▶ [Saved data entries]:
Content starts
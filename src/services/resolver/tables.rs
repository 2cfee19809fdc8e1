//! Built-in classification tables.
//!
//! The tables are plain constant slices; the lookup maps are built from them
//! once, on first use, and shared read-only for the rest of the process.

use std::{collections::HashMap, sync::Arc};

use lazy_static::lazy_static;

use crate::{
	models::{
		AccountingEventType, CategoryColor, CategoryDetails, EventCategory, EventSubtype,
		EventType,
	},
	utils::constants::CPT_GAS,
};

/// Subtype level of the category mapping
pub type SubtypeMapping = HashMap<EventSubtype, EventCategory>;

/// Two-level mapping from (event type, event subtype) to event category
pub type CategoryMapping = HashMap<EventType, SubtypeMapping>;

/// Details for every category, with optional per-counterparty overrides
pub type CategoryDetailsTable = HashMap<EventCategory, CategoryPresentation>;

/// Presentation of a single category
///
/// The default entry is mandatory; overrides are keyed by the exact
/// counterparty identifier.
#[derive(Debug, Clone, PartialEq, Eq)]
pub struct CategoryPresentation {
	pub default: CategoryDetails,
	pub overrides: HashMap<String, CategoryDetails>,
}

impl CategoryPresentation {
	pub fn new(default: CategoryDetails) -> Self {
		Self {
			default,
			overrides: HashMap::new(),
		}
	}

	pub fn with_override(mut self, counterparty: &str, details: CategoryDetails) -> Self {
		self.overrides.insert(counterparty.to_string(), details);
		self
	}

	/// Override for the counterparty when one is keyed by exactly that
	/// identifier, the default otherwise
	pub fn select(&self, counterparty: Option<&str>) -> &CategoryDetails {
		counterparty
			.and_then(|cp| self.overrides.get(cp))
			.unwrap_or(&self.default)
	}
}

use EventCategory as C;
use EventSubtype as S;
use EventType as T;

/// Every (type, subtype) pair the decoders emit and the category it maps to
pub const CATEGORY_MAPPING_TABLE: &[(EventType, &[(EventSubtype, EventCategory)])] = &[
	(
		T::Informational,
		&[
			(S::None, C::Informational),
			(S::Governance, C::Governance),
			(S::RemoveAsset, C::Informational),
			(S::PlaceOrder, C::PlaceOrder),
			(S::Create, C::CreateProject),
			(S::Update, C::UpdateProject),
			(S::Apply, C::Apply),
			(S::Approve, C::Approval),
		],
	),
	(
		T::Receive,
		&[
			(S::Reward, C::ClaimReward),
			(S::ReceiveWrapped, C::Receive),
			(S::GenerateDebt, C::Borrow),
			(S::ReturnWrapped, C::Receive),
			(S::Airdrop, C::Airdrop),
			(S::Donate, C::ReceiveDonation),
			(S::None, C::Receive),
			(S::Liquidate, C::LiquidationReward),
		],
	),
	(
		T::Deposit,
		&[
			(S::DepositAsset, C::Deposit),
			(S::Bridge, C::BridgeDeposit),
			(S::PlaceOrder, C::Deposit),
			(S::Fee, C::Fee),
		],
	),
	(
		T::Spend,
		&[
			(S::ReturnWrapped, C::Send),
			(S::Liquidate, C::LiquidationLoss),
			(S::PaybackDebt, C::Repay),
			(S::Fee, C::Fee),
			(S::Donate, C::Donate),
			(S::None, C::Send),
		],
	),
	(
		T::Withdrawal,
		&[
			(S::RemoveAsset, C::Withdraw),
			(S::Bridge, C::BridgeWithdrawal),
			(S::CancelOrder, C::CancelOrder),
			(S::Refund, C::Refund),
			(S::GenerateDebt, C::Borrow),
			(S::Fee, C::Fee),
		],
	),
	(
		T::Trade,
		&[
			(S::Spend, C::SwapOut),
			(S::Receive, C::SwapIn),
			// Provisional: pending review of whether a bare trade should be informational
			(S::None, C::Informational),
			(S::Fee, C::Fee),
		],
	),
	(T::Renew, &[(S::Nft, C::Renew)]),
	(
		T::Staking,
		&[
			(S::DepositAsset, C::Deposit),
			(S::Reward, C::StakingReward),
			(S::RemoveAsset, C::Withdraw),
			(S::BlockProduction, C::CreateBlock),
			(S::MevReward, C::MevReward),
			(S::ReceiveWrapped, C::Receive),
			(S::Fee, C::Fee),
		],
	),
	(T::Transfer, &[(S::Donate, C::Donate), (S::None, C::Transfer)]),
	(T::Adjustment, &[(S::Spend, C::Send), (S::Receive, C::Receive)]),
	(
		T::Deploy,
		&[
			(S::None, C::Deploy),
			(S::Spend, C::DeployWithSpend),
			(S::Nft, C::Deploy),
		],
	),
	(T::Migrate, &[(S::Spend, C::MigrateOut), (S::Receive, C::MigrateIn)]),
];

/// Default details per category: (category, label, icon, color)
const CATEGORY_DETAILS_TABLE: &[(EventCategory, &str, &str, Option<CategoryColor>)] = &[
	(C::Send, "send", "arrow-up-line", None),
	(C::Receive, "receive", "arrow-down-line", Some(CategoryColor::Success)),
	(C::SwapOut, "swap", "arrow-go-forward-line", None),
	(C::SwapIn, "swap", "arrow-go-back-line", Some(CategoryColor::Success)),
	(C::MigrateOut, "migrate", "arrow-right-circle-line", None),
	(C::MigrateIn, "migrate", "arrow-left-circle-line", Some(CategoryColor::Success)),
	(C::Approval, "approval", "lock-unlock-line", None),
	(C::Deposit, "deposit", "skip-up-line", Some(CategoryColor::Success)),
	(C::Withdraw, "withdraw", "skip-down-line", None),
	(C::Airdrop, "airdrop", "gift-line", None),
	(C::Borrow, "borrow", "hand-coin-line", None),
	(C::Repay, "repay", "history-line", None),
	(C::Deploy, "deploy", "rocket-line", None),
	(C::DeployWithSpend, "deploy with spend", "rocket-2-line", None),
	(C::BridgeDeposit, "bridge", "skip-up-line", Some(CategoryColor::Error)),
	(C::BridgeWithdrawal, "bridge", "skip-down-line", Some(CategoryColor::Success)),
	(C::Governance, "governance", "government-line", None),
	(C::Donate, "donate", "hand-heart-line", None),
	(C::ReceiveDonation, "receive donation", "heart-2-line", None),
	(C::Renew, "renew", "loop-right-line", None),
	(C::PlaceOrder, "place order", "auction-line", None),
	(C::Transfer, "transfer", "swap-box-line", None),
	(C::StakingReward, "staking reward", "inbox-archive-line", None),
	(C::ClaimReward, "claim reward", "gift-2-line", None),
	(C::LiquidationReward, "liquidation reward", "drop-fill", None),
	(C::LiquidationLoss, "liquidation loss", "contrast-drop-fill", None),
	(C::Informational, "informational", "information-line", None),
	(C::CancelOrder, "cancel order", "file-close-line", Some(CategoryColor::Error)),
	(C::Refund, "refund", "refund-2-line", None),
	(C::Fee, "fee", "price-tag-line", None),
	(C::MevReward, "mev", "medal-line", None),
	(C::CreateBlock, "new block", "box-3-line", None),
	(C::CreateProject, "new project", "file-add-line", None),
	(C::UpdateProject, "update project", "file-edit-line", None),
	(C::Apply, "apply", "save-line", None),
];

/// Counterparty specific details: (category, counterparty, label, icon)
const CATEGORY_DETAILS_OVERRIDES: &[(EventCategory, &str, &str, &str)] =
	&[(C::Fee, CPT_GAS, "gas fee", "fire-line")];

lazy_static! {
	/// Built-in (type, subtype) -> category mapping
	pub static ref EVENT_CATEGORY_MAPPINGS: Arc<CategoryMapping> =
		Arc::new(build_category_mappings());

	/// Built-in category details
	pub static ref EVENT_CATEGORY_DETAILS: Arc<CategoryDetailsTable> =
		Arc::new(build_category_details());
}

fn build_category_mappings() -> CategoryMapping {
	CATEGORY_MAPPING_TABLE
		.iter()
		.map(|(event_type, entries)| (*event_type, entries.iter().copied().collect()))
		.collect()
}

fn build_category_details() -> CategoryDetailsTable {
	let mut table: CategoryDetailsTable = CATEGORY_DETAILS_TABLE
		.iter()
		.map(|&(category, label, icon, color)| {
			let details = CategoryDetails {
				label: label.to_string(),
				icon: icon.to_string(),
				color,
			};
			(category, CategoryPresentation::new(details))
		})
		.collect();

	for &(category, counterparty, label, icon) in CATEGORY_DETAILS_OVERRIDES {
		if let Some(presentation) = table.get_mut(&category) {
			presentation
				.overrides
				.insert(counterparty.to_string(), CategoryDetails::new(label, icon));
		}
	}
	table
}

/// Icon for an accounting (PnL) event type
pub fn accounting_event_icon(event_type: AccountingEventType) -> &'static str {
	match event_type {
		AccountingEventType::Trade => "swap-box-line",
		AccountingEventType::Fee => "price-tag-line",
		AccountingEventType::AssetMovement => "token-swap-line",
		AccountingEventType::MarginPosition => "percent-line",
		AccountingEventType::Loan => "shake-hands-line",
		AccountingEventType::PreforkAcquisition => "git-branch-line",
		AccountingEventType::Staking => "seedling-line",
		AccountingEventType::HistoryEvent => "exchange-box-line",
		AccountingEventType::TransactionEvent => "arrow-left-right-line",
	}
}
Content ends
▶ [Problem requirements]:
Please return all lines above in which the string "maps" is found.

▶ [Response for this exercise]:
//! The tables are plain constant slices; the lookup maps are built from them
/// Every (type, subtype) pair the decoders emit and the category it maps to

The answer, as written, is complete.